Multiple failures led to woman's delayed diagnosis of multiple sclerosis - report

The nine-year ordeal caused "distress" to the woman.
The nine-year ordeal caused "distress" to the woman. Photo credit: Getty Images

Deputy Health and Disability Commissioner Dr Vanessa Caldwell has found Te Whatu Ora - Waitaha Canterbury (formerly the Canterbury District Health Board) and an unnamed GP failed a woman in multiple areas, resulting in a delayed diagnosis of multiple sclerosis (MS).

In 2010 the woman was referred by her GP to the ophthalmology service at the public hospital after suddenly losing her vision.

The woman was diagnosed with demyelinating optic neuritis - inflammation of the optic nerve, which Dr Calwell said is often associated with MS.

A subsequent MRI confirmed the woman had optic neuritis, along with abnormal white matter lesions in the woman's brain - raising the chances of primary demyelination.

A year later, the woman was then referred to the neurology service where she would undergo further assessment, and was prioritised as "semi-urgent".

But with limitations on resources the woman's referral was denied and she was advised to remain under the care of her GP.

In 2015 she took herself to a GP at a new medical centre when tingling in her left arm and legs began, resulting in the woman falling over multiple times on different occasions.

The GP ordered screening tests to investigate a provisional diagnosis of a mini-stroke or an inflammatory disorder.

Dr Caldwell said the GP did not refer the woman for specialist assessment by a neurologist or ordered a management plan for follow-up advice or structured review of the woman's results.

Three years later, in 2018 the woman presented herself again at the same medical centre, this time seen by a different GP.

Dr Caldwell said the new GP's impression was that the woman had a migraine and inner-ear disorder causing vertigo. A couple of days passed and the woman called the medical centre as symptoms continued.

"Clinical records do not indicate whether the nurse who took the call discussed this with the GP, or what actions were taken to follow-up with the woman."

The woman was then referred urgently in 2019 to the neurology service by the medical centre after presenting to another GP.

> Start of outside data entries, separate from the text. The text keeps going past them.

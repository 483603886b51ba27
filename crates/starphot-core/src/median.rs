use std::cmp::Ordering;

/// Failure modes of [`median`].
#[derive(thiserror::Error, Debug, Clone, Copy, PartialEq)]
pub enum MedianError {
    #[error("cannot take the median of an empty sample set")]
    Empty,
    #[error("non-finite sample at index {index}")]
    NonFinite { index: usize },
}

/// Sort `samples` in place and return their median.
///
/// An even count averages the two central values. Non-finite samples are
/// rejected before sorting so the ordering is always total.
pub fn median(samples: &mut [f64]) -> Result<f64, MedianError> {
    if samples.is_empty() {
        return Err(MedianError::Empty);
    }
    if let Some(index) = samples.iter().position(|v| !v.is_finite()) {
        return Err(MedianError::NonFinite { index });
    }

    samples.sort_unstable_by(compare_finite);

    let n = samples.len();
    let mid = n / 2;
    if n % 2 == 0 {
        Ok((samples[mid - 1] + samples[mid]) / 2.0)
    } else {
        Ok(samples[mid])
    }
}

#[inline]
fn compare_finite(a: &f64, b: &f64) -> Ordering {
    if a > b {
        Ordering::Greater
    } else if a < b {
        Ordering::Less
    } else {
        Ordering::Equal
    }
}

#[cfg(test)]
mod tests {
    use super::*;

    #[test]
    fn even_count_averages_central_pair() {
        let mut v = [4.0, 1.0, 3.0, 2.0];
        assert_eq!(median(&mut v), Ok(2.5));
        assert_eq!(v, [1.0, 2.0, 3.0, 4.0]);
    }

    #[test]
    fn odd_count_takes_central_value() {
        let mut v = [3.0, 1.0, 2.0];
        assert_eq!(median(&mut v), Ok(2.0));
        let mut single = [7.5];
        assert_eq!(median(&mut single), Ok(7.5));
    }

    #[test]
    fn rejects_empty_and_non_finite() {
        assert_eq!(median(&mut []), Err(MedianError::Empty));
        let mut v = [1.0, f64::NAN, 2.0];
        assert_eq!(median(&mut v), Err(MedianError::NonFinite { index: 1 }));
        let mut v = [f64::INFINITY];
        assert_eq!(median(&mut v), Err(MedianError::NonFinite { index: 0 }));
    }
}
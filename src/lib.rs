//! Knight Domination Solver Library
//!
//! Finds the smallest set of knights that occupies or attacks every square of
//! a board. The board is turned into a binary integer program
//! ([`model::KnightModel`]), handed to any [`solver::IlpSolver`], and the
//! result is decoded and verified ([`decode::decode`]).

pub mod board;
pub mod decode;
pub mod error;
pub mod model;
pub mod render;
pub mod solver;

use decode::Placement;
use error::KnightsError;
use model::KnightModel;
use solver::IlpSolver;

/// Builds the model for a `size` x `size` board, solves it, and decodes the result.
///
/// Each call builds a fresh model; nothing is cached between calls.
pub fn solve(size: usize, solver: &dyn IlpSolver) -> Result<Placement, KnightsError> {
    let model = KnightModel::build(size)?;
    let outcome = solver.solve(model.problem())?;
    decode::decode(&model, &outcome)
}
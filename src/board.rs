//! Board geometry: squares and the knight-move adjacency relation.
//!
//! Squares are addressed by (row, col) with both coordinates in `0..size`.
//! Iteration order is always row-major, which is also the lexicographic order
//! of [`Square`].

/// The canonical board size.
pub const DEFAULT_SIZE: usize = 8;

/// A board coordinate. Ordered by row, then column.
#[derive(Debug, Clone, Copy, PartialEq, Eq, PartialOrd, Ord, Hash)]
pub struct Square {
    pub row: usize,
    pub col: usize,
}

impl Square {
    #[inline]
    pub const fn new(row: usize, col: usize) -> Self {
        Self { row, col }
    }

    /// Applies a knight offset, returning `None` if the target leaves the board.
    #[inline]
    fn offset(self, (dr, dc): (i32, i32), size: usize) -> Option<Square> {
        let row = self.row.checked_add_signed(dr as isize)?;
        let col = self.col.checked_add_signed(dc as isize)?;
        (row < size && col < size).then_some(Square { row, col })
    }
}

/// The 8 relative knight moves, as (row, col) offsets.
///
/// Neighbor enumeration follows this order, so constraint terms do too.
pub const KNIGHT_MOVES: [(i32, i32); 8] = [
    (1, 2),
    (1, -2),
    (-1, 2),
    (-1, -2),
    (2, 1),
    (2, -1),
    (-2, 1),
    (-2, -1),
];

/// A square board of a given size.
#[derive(Debug, Clone, Copy, PartialEq, Eq)]
pub struct Board {
    size: usize,
}

impl Board {
    pub const fn new(size: usize) -> Self {
        Self { size }
    }

    #[inline]
    pub const fn size(&self) -> usize {
        self.size
    }

    /// Total number of squares (`size * size`).
    #[inline]
    pub const fn num_squares(&self) -> usize {
        self.size * self.size
    }

    #[inline]
    pub const fn contains(&self, square: Square) -> bool {
        square.row < self.size && square.col < self.size
    }

    /// Converts a square to its row-major index.
    #[inline(always)]
    pub const fn index_of(&self, square: Square) -> usize {
        square.row * self.size + square.col
    }

    /// Converts a row-major index back to a square.
    #[inline(always)]
    pub const fn square_at(&self, index: usize) -> Square {
        Square::new(index / self.size, index % self.size)
    }

    /// All squares in lexicographic order.
    pub fn squares(&self) -> impl Iterator<Item = Square> {
        let size = self.size;
        (0..size).flat_map(move |row| (0..size).map(move |col| Square::new(row, col)))
    }

    /// Squares one knight move away from `square` that stay on the board.
    pub fn knight_neighbors(&self, square: Square) -> impl Iterator<Item = Square> {
        let size = self.size;
        KNIGHT_MOVES
            .iter()
            .filter_map(move |&delta| square.offset(delta, size))
    }

    /// Returns true if `square` holds a knight or is attacked by one.
    pub fn is_covered(&self, square: Square, occupied: impl Fn(Square) -> bool) -> bool {
        occupied(square) || self.knight_neighbors(square).any(occupied)
    }
}

impl Default for Board {
    fn default() -> Self {
        Self::new(DEFAULT_SIZE)
    }
}

#[cfg(test)]
mod tests {
    use super::*;

    #[test]
    fn test_squares_are_lexicographic() {
        let board = Board::new(5);
        let squares: Vec<Square> = board.squares().collect();
        assert_eq!(squares.len(), 25);
        assert!(squares.windows(2).all(|pair| pair[0] < pair[1]));
        assert_eq!(squares[0], Square::new(0, 0));
        assert_eq!(squares[24], Square::new(4, 4));
    }

    #[test]
    fn test_index_conversion_roundtrip() {
        let board = Board::new(8);
        for (idx, square) in board.squares().enumerate() {
            assert_eq!(board.index_of(square), idx);
            assert_eq!(board.square_at(idx), square);
        }
    }

    #[test]
    fn test_corner_has_two_neighbors() {
        let board = Board::new(8);
        for corner in [(0, 0), (0, 7), (7, 0), (7, 7)] {
            let square = Square::new(corner.0, corner.1);
            assert_eq!(board.knight_neighbors(square).count(), 2, "corner {corner:?}");
        }
    }

    #[test]
    fn test_next_to_corner_has_three_neighbors() {
        let board = Board::new(8);
        assert_eq!(board.knight_neighbors(Square::new(0, 1)).count(), 3);
        assert_eq!(board.knight_neighbors(Square::new(1, 0)).count(), 3);
        assert_eq!(board.knight_neighbors(Square::new(1, 1)).count(), 4);
    }

    #[test]
    fn test_interior_has_eight_neighbors() {
        let board = Board::new(8);
        for row in 2..6 {
            for col in 2..6 {
                assert_eq!(board.knight_neighbors(Square::new(row, col)).count(), 8);
            }
        }
    }

    #[test]
    fn test_tiny_boards() {
        // no knight move fits on a 2x2 board
        let two = Board::new(2);
        assert!(two.squares().all(|s| two.knight_neighbors(s).count() == 0));

        // on 3x3 only the center is isolated
        let three = Board::new(3);
        assert_eq!(three.knight_neighbors(Square::new(1, 1)).count(), 0);
        for square in three.squares().filter(|&s| s != Square::new(1, 1)) {
            assert_eq!(three.knight_neighbors(square).count(), 2, "{square:?}");
        }
    }

    #[test]
    fn test_knight_relation_is_symmetric() {
        let board = Board::new(8);
        for a in board.squares() {
            for b in board.knight_neighbors(a) {
                assert!(board.contains(b));
                assert!(
                    board.knight_neighbors(b).any(|back| back == a),
                    "{a:?} attacks {b:?} but not the reverse"
                );
            }
        }
    }

    #[test]
    fn test_is_covered() {
        let board = Board::new(8);
        let knight = Square::new(3, 3);
        let occupied = |s: Square| s == knight;
        assert!(board.is_covered(knight, occupied));
        assert!(board.is_covered(Square::new(5, 4), occupied));
        assert!(!board.is_covered(Square::new(4, 4), occupied));
    }
}
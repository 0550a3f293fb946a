//! In-process branch-and-bound for covering programs.
//!
//! Accepts programs where every row is `sum(x) >= 1` over unit coefficients
//! and the objective has non-negative costs: the weighted set cover shape the
//! knight model produces.
//!
//! Search:
//! - Branch on the uncovered row with the fewest allowed variables.
//! - In the i-th child the row's first i-1 variables are forbidden, so no
//!   selection is explored twice.
//! - Bound: each uncovered row costs at least the cheapest
//!   `cost / newly_covered_rows` among its allowed variables.
//! - A greedy cover seeds the incumbent.

use crate::error::SolverUnavailable;
use crate::model::{Problem, Sense};
use crate::solver::{IlpSolver, SolverOutcome, SolverStatus};

/// Slack for floating point comparisons on costs and coefficients.
const EPSILON: f64 = 1e-9;

/// Exact solver for covering-form binary programs.
#[derive(Debug, Clone, Default)]
pub struct BranchAndBound {
    node_limit: Option<u64>,
}

impl BranchAndBound {
    pub fn new() -> Self {
        Self::default()
    }

    /// Stops with [`SolverStatus::NotSolved`] after exploring this many nodes.
    pub fn with_node_limit(mut self, limit: u64) -> Self {
        self.node_limit = Some(limit);
        self
    }
}

impl IlpSolver for BranchAndBound {
    fn name(&self) -> &str {
        "branch-and-bound"
    }

    fn solve(&self, problem: &Problem) -> Result<SolverOutcome, SolverUnavailable> {
        let cover = match CoverProblem::from_problem(problem) {
            Ok(cover) => cover,
            Err(status) => return Ok(SolverOutcome::without_solution(status)),
        };

        let mut search = Search::new(&cover, self.node_limit);
        if search.explore(0.0).is_err() {
            return Ok(SolverOutcome::without_solution(SolverStatus::NotSolved));
        }

        let Some(selected) = search.best else {
            return Ok(SolverOutcome::without_solution(SolverStatus::Infeasible));
        };
        let mut values = vec![0.0; problem.num_vars()];
        for var in selected {
            values[var] = 1.0;
        }
        let objective = problem.objective.evaluate(&values);
        Ok(SolverOutcome::optimal(values, objective))
    }
}

/// A program reduced to rows of variable indices plus per-variable costs.
struct CoverProblem {
    costs: Vec<f64>,
    /// Variables that satisfy each row.
    rows: Vec<Vec<usize>>,
    /// Rows satisfied by each variable.
    covers: Vec<Vec<usize>>,
    /// All costs are integers, so bounds can be rounded up.
    integral: bool,
}

impl CoverProblem {
    /// Reduces `problem` to covering form.
    ///
    /// Returns `Err(Infeasible)` for a row with no variables, or
    /// `Err(SolverError)` for anything outside covering form.
    fn from_problem(problem: &Problem) -> Result<Self, SolverStatus> {
        let num_vars = problem.num_vars();

        let mut costs = vec![0.0; num_vars];
        for &(var, coefficient) in &problem.objective.terms {
            let cost = costs.get_mut(var.index()).ok_or(SolverStatus::SolverError)?;
            *cost += coefficient;
        }
        if costs.iter().any(|cost| !cost.is_finite() || *cost < -EPSILON) {
            return Err(SolverStatus::SolverError);
        }
        for cost in &mut costs {
            *cost = cost.max(0.0);
        }
        let integral = costs.iter().all(|cost| (cost - cost.round()).abs() < EPSILON);

        let mut rows = Vec::with_capacity(problem.constraints.len());
        let mut merged = vec![0.0; num_vars];
        for constraint in &problem.constraints {
            if constraint.sense != Sense::Ge || constraint.rhs > 1.0 + EPSILON {
                return Err(SolverStatus::SolverError);
            }
            if constraint.rhs <= EPSILON {
                // binary variables with unit coefficients always satisfy this
                if constraint.expr.terms.iter().any(|&(_, c)| c < 0.0) {
                    return Err(SolverStatus::SolverError);
                }
                continue;
            }

            let mut row = Vec::with_capacity(constraint.expr.terms.len());
            for &(var, coefficient) in &constraint.expr.terms {
                let slot = merged.get_mut(var.index()).ok_or(SolverStatus::SolverError)?;
                if *slot == 0.0 {
                    row.push(var.index());
                }
                *slot += coefficient;
            }
            let unit = row.iter().all(|&var| (merged[var] - 1.0).abs() < EPSILON);
            for &var in &row {
                merged[var] = 0.0;
            }
            if !unit {
                return Err(SolverStatus::SolverError);
            }
            if row.is_empty() {
                return Err(SolverStatus::Infeasible);
            }
            rows.push(row);
        }

        let mut covers = vec![Vec::new(); num_vars];
        for (row_index, row) in rows.iter().enumerate() {
            for &var in row {
                covers[var].push(row_index);
            }
        }

        Ok(Self {
            costs,
            rows,
            covers,
            integral,
        })
    }
}

/// Raised when the node budget runs out.
struct NodeLimitReached;

/// Depth-first search state. Selections are applied and undone in place.
struct Search<'a> {
    problem: &'a CoverProblem,
    /// Number of selected variables covering each row.
    cover_count: Vec<u32>,
    forbidden: Vec<bool>,
    selected: Vec<usize>,
    /// Scratch: uncovered rows each variable would cover.
    gain: Vec<usize>,
    best_cost: f64,
    best: Option<Vec<usize>>,
    nodes: u64,
    node_limit: Option<u64>,
}

impl<'a> Search<'a> {
    fn new(problem: &'a CoverProblem, node_limit: Option<u64>) -> Self {
        let num_vars = problem.costs.len();
        let mut search = Self {
            problem,
            cover_count: vec![0; problem.rows.len()],
            forbidden: vec![false; num_vars],
            selected: Vec::new(),
            gain: vec![0; num_vars],
            best_cost: f64::INFINITY,
            best: None,
            nodes: 0,
            node_limit,
        };
        search.seed_with_greedy();
        search
    }

    /// Records a greedy cover as the starting incumbent.
    ///
    /// Repeatedly takes the variable with the lowest cost per newly covered row.
    fn seed_with_greedy(&mut self) {
        let problem = self.problem;
        let mut covered = vec![false; problem.rows.len()];
        let mut remaining = problem.rows.len();
        let mut picks = Vec::new();
        let mut cost = 0.0;

        while remaining > 0 {
            let mut pick: Option<(usize, f64)> = None;
            for (var, rows) in problem.covers.iter().enumerate() {
                let gain = rows.iter().filter(|&&row| !covered[row]).count();
                if gain == 0 {
                    continue;
                }
                let ratio = problem.costs[var] / gain as f64;
                if pick.map_or(true, |(_, best)| ratio < best - EPSILON) {
                    pick = Some((var, ratio));
                }
            }
            // every row has at least one variable, so this only ends once all are covered
            let Some((var, _)) = pick else { return };
            for &row in &problem.covers[var] {
                if !covered[row] {
                    covered[row] = true;
                    remaining -= 1;
                }
            }
            picks.push(var);
            cost += problem.costs[var];
        }

        self.best_cost = cost;
        self.best = Some(picks);
    }

    /// Whether a node with this lower bound can still beat the incumbent.
    fn can_improve(&self, lower_bound: f64) -> bool {
        let bound = if self.problem.integral {
            (lower_bound - EPSILON).ceil()
        } else {
            lower_bound
        };
        bound < self.best_cost - EPSILON
    }

    fn select(&mut self, var: usize) {
        for &row in &self.problem.covers[var] {
            self.cover_count[row] += 1;
        }
        self.selected.push(var);
    }

    fn deselect(&mut self, var: usize) {
        for &row in &self.problem.covers[var] {
            self.cover_count[row] -= 1;
        }
        self.selected.pop();
    }

    fn explore(&mut self, spent: f64) -> Result<(), NodeLimitReached> {
        self.nodes += 1;
        if self.node_limit.is_some_and(|limit| self.nodes > limit) {
            return Err(NodeLimitReached);
        }

        let problem = self.problem;
        for (var, rows) in problem.covers.iter().enumerate() {
            let gain = if self.forbidden[var] {
                0
            } else {
                rows.iter().filter(|&&row| self.cover_count[row] == 0).count()
            };
            self.gain[var] = gain;
        }

        // pick the most constrained uncovered row while summing the bound
        let mut branch_row: Option<(usize, usize)> = None;
        let mut lower_bound = spent;
        for (row, vars) in problem.rows.iter().enumerate() {
            if self.cover_count[row] > 0 {
                continue;
            }
            let mut options = 0;
            let mut cheapest = f64::INFINITY;
            for &var in vars {
                if self.forbidden[var] {
                    continue;
                }
                options += 1;
                cheapest = cheapest.min(problem.costs[var] / self.gain[var] as f64);
            }
            if options == 0 {
                return Ok(());
            }
            lower_bound += cheapest;
            if branch_row.map_or(true, |(_, fewest)| options < fewest) {
                branch_row = Some((row, options));
            }
        }

        let Some((row, _)) = branch_row else {
            if spent < self.best_cost - EPSILON {
                self.best_cost = spent;
                self.best = Some(self.selected.clone());
            }
            return Ok(());
        };
        if !self.can_improve(lower_bound) {
            return Ok(());
        }

        let mut tried = Vec::new();
        for &var in &problem.rows[row] {
            if self.forbidden[var] {
                continue;
            }
            self.select(var);
            let result = self.explore(spent + problem.costs[var]);
            self.deselect(var);
            result?;

            // later siblings never revisit this variable
            self.forbidden[var] = true;
            tried.push(var);
        }
        for var in tried {
            self.forbidden[var] = false;
        }

        Ok(())
    }
}

#[cfg(test)]
mod tests {
    use super::*;
    use crate::model::{Constraint, KnightModel, LinearExpr, VarId};

    fn cover_row(name: &str, vars: &[usize]) -> Constraint {
        Constraint {
            name: name.to_string(),
            expr: LinearExpr::sum(vars.iter().map(|&v| VarId(v))),
            sense: Sense::Ge,
            rhs: 1.0,
        }
    }

    fn problem_with(num_vars: usize, costs: &[f64], rows: &[&[usize]]) -> Problem {
        let mut problem = Problem::new("test");
        for i in 0..num_vars {
            problem.add_binary(format!("v{i}"));
        }
        for (i, &cost) in costs.iter().enumerate() {
            problem.objective.add_term(VarId(i), cost);
        }
        for (i, vars) in rows.iter().enumerate() {
            problem.constraints.push(cover_row(&format!("r{i}"), vars));
        }
        problem
    }

    fn solve_knights(size: usize) -> SolverOutcome {
        let model = KnightModel::build(size).unwrap();
        BranchAndBound::new().solve(model.problem()).unwrap()
    }

    fn knight_count(outcome: &SolverOutcome) -> f64 {
        assert_eq!(outcome.status, SolverStatus::Optimal);
        outcome.assignment.as_ref().unwrap().objective
    }

    #[test]
    fn test_small_boards_match_known_minimums() {
        // domination numbers of the n x n knight graph
        let known = [(1, 1.0), (2, 4.0), (3, 4.0), (4, 4.0), (5, 5.0), (6, 8.0)];
        for (size, expected) in known {
            assert_eq!(knight_count(&solve_knights(size)), expected, "size {size}");
        }
    }

    #[test]
    fn test_standard_board_needs_twelve() {
        let outcome = solve_knights(8);
        assert_eq!(knight_count(&outcome), 12.0);
        let values = &outcome.assignment.unwrap().values;
        assert_eq!(values.iter().filter(|&&v| v == 1.0).count(), 12);
    }

    #[test]
    fn test_solution_satisfies_every_row() {
        let model = KnightModel::build(7).unwrap();
        let outcome = BranchAndBound::new().solve(model.problem()).unwrap();
        let values = outcome.assignment.unwrap().values;
        assert!(model
            .problem()
            .constraints
            .iter()
            .all(|c| c.is_satisfied(&values)));
    }

    #[test]
    fn test_weighted_cover_prefers_cheaper_pair() {
        // v0 covers everything but costs more than v1 + v2
        let problem = problem_with(3, &[5.0, 1.0, 1.0], &[&[0, 1], &[0, 2]]);
        let outcome = BranchAndBound::new().solve(&problem).unwrap();
        let assignment = outcome.assignment.unwrap();
        assert_eq!(assignment.values, vec![0.0, 1.0, 1.0]);
        assert_eq!(assignment.objective, 2.0);
    }

    #[test]
    fn test_fractional_costs() {
        let problem = problem_with(3, &[0.6, 0.5, 0.5], &[&[0, 1], &[0, 2]]);
        let assignment = BranchAndBound::new().solve(&problem).unwrap().assignment.unwrap();
        assert_eq!(assignment.values, vec![1.0, 0.0, 0.0]);
        assert!((assignment.objective - 0.6).abs() < 1e-12);
    }

    #[test]
    fn test_empty_row_is_infeasible() {
        let problem = problem_with(2, &[1.0, 1.0], &[&[0], &[]]);
        let outcome = BranchAndBound::new().solve(&problem).unwrap();
        assert_eq!(outcome, SolverOutcome::without_solution(SolverStatus::Infeasible));
    }

    #[test]
    fn test_non_covering_rows_are_rejected() {
        let mut problem = problem_with(2, &[1.0, 1.0], &[&[0, 1]]);
        problem.constraints[0].sense = Sense::Le;
        let outcome = BranchAndBound::new().solve(&problem).unwrap();
        assert_eq!(outcome.status, SolverStatus::SolverError);

        let mut problem = problem_with(2, &[1.0, 1.0], &[&[0, 1]]);
        problem.constraints[0].rhs = 2.0;
        let outcome = BranchAndBound::new().solve(&problem).unwrap();
        assert_eq!(outcome.status, SolverStatus::SolverError);

        let mut problem = problem_with(2, &[1.0, 1.0], &[&[0, 1]]);
        problem.constraints[0].expr.terms[1].1 = 3.0;
        let outcome = BranchAndBound::new().solve(&problem).unwrap();
        assert_eq!(outcome.status, SolverStatus::SolverError);
    }

    #[test]
    fn test_negative_cost_is_rejected() {
        let problem = problem_with(2, &[-1.0, 1.0], &[&[0, 1]]);
        let outcome = BranchAndBound::new().solve(&problem).unwrap();
        assert_eq!(outcome.status, SolverStatus::SolverError);
    }

    #[test]
    fn test_trivial_rows_are_ignored() {
        let mut problem = problem_with(2, &[1.0, 1.0], &[&[0, 1], &[1]]);
        problem.constraints[0].rhs = 0.0;
        let assignment = BranchAndBound::new().solve(&problem).unwrap().assignment.unwrap();
        assert_eq!(assignment.values, vec![0.0, 1.0]);
    }

    #[test]
    fn test_node_limit_reports_not_solved() {
        let model = KnightModel::build(8).unwrap();
        let outcome = BranchAndBound::new()
            .with_node_limit(1)
            .solve(model.problem())
            .unwrap();
        assert_eq!(outcome, SolverOutcome::without_solution(SolverStatus::NotSolved));
    }

    #[test]
    fn test_no_rows_selects_nothing() {
        let problem = problem_with(3, &[1.0, 1.0, 1.0], &[]);
        let assignment = BranchAndBound::new().solve(&problem).unwrap().assignment.unwrap();
        assert_eq!(assignment.values, vec![0.0; 3]);
        assert_eq!(assignment.objective, 0.0);
    }
}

That GP found clinical documentation from 2011 noting that the woman's MRI had shown features consistent with demyelination.

A couple of weeks follow and the woman was diagnosed with MS.

Dr Caldwell says the several-year ordeal caused "distress" to the woman, adding that the nine-year late diagnosis was a missed opportunity for the woman to receive earlier treatment.

"I acknowledge the extraordinary circumstances that faced Waitaha Canterbury following the earthquake in 2011 and the resulting resource constraints, but I do not consider it was reasonable for the woman's neurology referral to have been declined without any further advice being offered."

Dr Caldwell said the service failure was a contributing factor in the woman receiving a neurological review and treatment the woman needed.

Dr Caldwell found the GP who saw the woman in 2015 was in breach of the Code of Health and Disability Services Consumers' Rights.

"The care provided by the GP did not meet the required standard due to the lack of a referral for specialist assessment by a neurologist, and the lack of a follow-up action plan."

Dr Caldwell didn't find the medical centre in breach of the Code, however, she made comments about the nurse's lack of documentation about the conversation over the phone.

She said Waitaha Canterbury has since made multiple changes to its processes, systems and procedures.

She added that she recommended Waitaha Canterbury provide the woman with a formal written apology for the care she received.

The GP has since retired from practice but she recommended he also provide a formal written apology to the woman.

The nurse has been advised by Dr Caldwell to undertake documentation training.